DATA UNDER STUDY: Begin

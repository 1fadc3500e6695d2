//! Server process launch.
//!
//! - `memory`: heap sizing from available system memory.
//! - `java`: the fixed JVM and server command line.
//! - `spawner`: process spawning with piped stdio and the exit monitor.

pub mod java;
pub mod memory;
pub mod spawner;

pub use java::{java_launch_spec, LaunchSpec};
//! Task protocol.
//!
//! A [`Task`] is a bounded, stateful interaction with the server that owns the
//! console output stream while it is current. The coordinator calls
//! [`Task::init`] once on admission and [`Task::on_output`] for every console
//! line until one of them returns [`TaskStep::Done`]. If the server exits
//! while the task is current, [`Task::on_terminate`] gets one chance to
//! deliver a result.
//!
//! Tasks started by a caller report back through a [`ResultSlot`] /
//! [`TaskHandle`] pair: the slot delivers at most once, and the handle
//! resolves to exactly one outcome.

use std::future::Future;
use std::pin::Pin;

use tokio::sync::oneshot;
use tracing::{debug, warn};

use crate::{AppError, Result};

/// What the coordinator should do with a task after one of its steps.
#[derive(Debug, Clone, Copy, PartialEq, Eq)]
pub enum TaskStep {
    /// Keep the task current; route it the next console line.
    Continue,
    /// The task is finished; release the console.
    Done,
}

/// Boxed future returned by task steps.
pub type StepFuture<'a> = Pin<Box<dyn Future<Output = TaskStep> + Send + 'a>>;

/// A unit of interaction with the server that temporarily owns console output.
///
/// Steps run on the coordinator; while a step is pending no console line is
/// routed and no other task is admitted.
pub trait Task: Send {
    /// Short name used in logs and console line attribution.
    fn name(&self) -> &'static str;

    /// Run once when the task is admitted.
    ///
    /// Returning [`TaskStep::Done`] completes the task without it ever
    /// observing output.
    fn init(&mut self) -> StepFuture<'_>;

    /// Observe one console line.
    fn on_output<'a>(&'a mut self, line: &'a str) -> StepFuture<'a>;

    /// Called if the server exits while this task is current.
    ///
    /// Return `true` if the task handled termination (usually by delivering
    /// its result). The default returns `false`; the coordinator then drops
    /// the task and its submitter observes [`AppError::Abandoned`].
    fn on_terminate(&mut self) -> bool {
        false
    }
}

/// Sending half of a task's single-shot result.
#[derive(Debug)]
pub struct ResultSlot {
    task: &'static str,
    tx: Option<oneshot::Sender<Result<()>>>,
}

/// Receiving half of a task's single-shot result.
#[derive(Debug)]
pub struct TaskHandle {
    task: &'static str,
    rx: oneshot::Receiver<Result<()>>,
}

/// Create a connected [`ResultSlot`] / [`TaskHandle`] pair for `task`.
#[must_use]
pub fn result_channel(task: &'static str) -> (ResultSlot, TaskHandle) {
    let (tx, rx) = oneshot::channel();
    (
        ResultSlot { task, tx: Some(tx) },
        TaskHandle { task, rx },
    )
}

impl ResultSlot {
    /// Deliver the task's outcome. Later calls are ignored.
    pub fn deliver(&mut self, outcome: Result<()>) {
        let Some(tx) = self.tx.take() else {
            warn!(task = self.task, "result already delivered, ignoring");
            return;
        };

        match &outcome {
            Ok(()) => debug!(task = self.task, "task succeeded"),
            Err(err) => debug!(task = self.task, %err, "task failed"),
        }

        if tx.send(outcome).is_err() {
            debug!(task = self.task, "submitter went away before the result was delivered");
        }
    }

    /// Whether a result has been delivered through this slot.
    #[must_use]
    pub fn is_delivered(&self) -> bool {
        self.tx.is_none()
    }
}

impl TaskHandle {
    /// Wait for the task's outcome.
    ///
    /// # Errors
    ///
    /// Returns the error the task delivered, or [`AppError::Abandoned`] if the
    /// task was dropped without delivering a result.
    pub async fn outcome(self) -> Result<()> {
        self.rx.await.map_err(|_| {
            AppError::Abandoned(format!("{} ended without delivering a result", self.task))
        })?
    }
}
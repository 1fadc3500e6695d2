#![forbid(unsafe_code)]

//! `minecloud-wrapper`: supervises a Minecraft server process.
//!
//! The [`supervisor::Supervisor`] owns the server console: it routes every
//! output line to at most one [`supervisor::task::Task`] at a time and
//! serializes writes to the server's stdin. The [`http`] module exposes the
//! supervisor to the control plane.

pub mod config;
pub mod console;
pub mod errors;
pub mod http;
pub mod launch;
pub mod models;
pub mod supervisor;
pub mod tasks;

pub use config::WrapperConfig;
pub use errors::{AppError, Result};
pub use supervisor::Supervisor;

DATA UNDER STUDY: End

### WHAT IS BEING ASKED
Using the material above, quote the first line and each line after it, stopping at and including the line that holds "that owns the".

### EXERCISE SOLUTION
repository 1fadc3500e6695d2
//! Server process launch.
//!
//! - `memory`: heap sizing from available system memory.
//! - `java`: the fixed JVM and server command line.
//! - `spawner`: process spawning with piped stdio and the exit monitor.

pub mod java;
pub mod memory;
pub mod spawner;

pub use java::{java_launch_spec, LaunchSpec};
//! Task protocol.
//!
//! A [`Task`] is a bounded, stateful interaction with the server that owns the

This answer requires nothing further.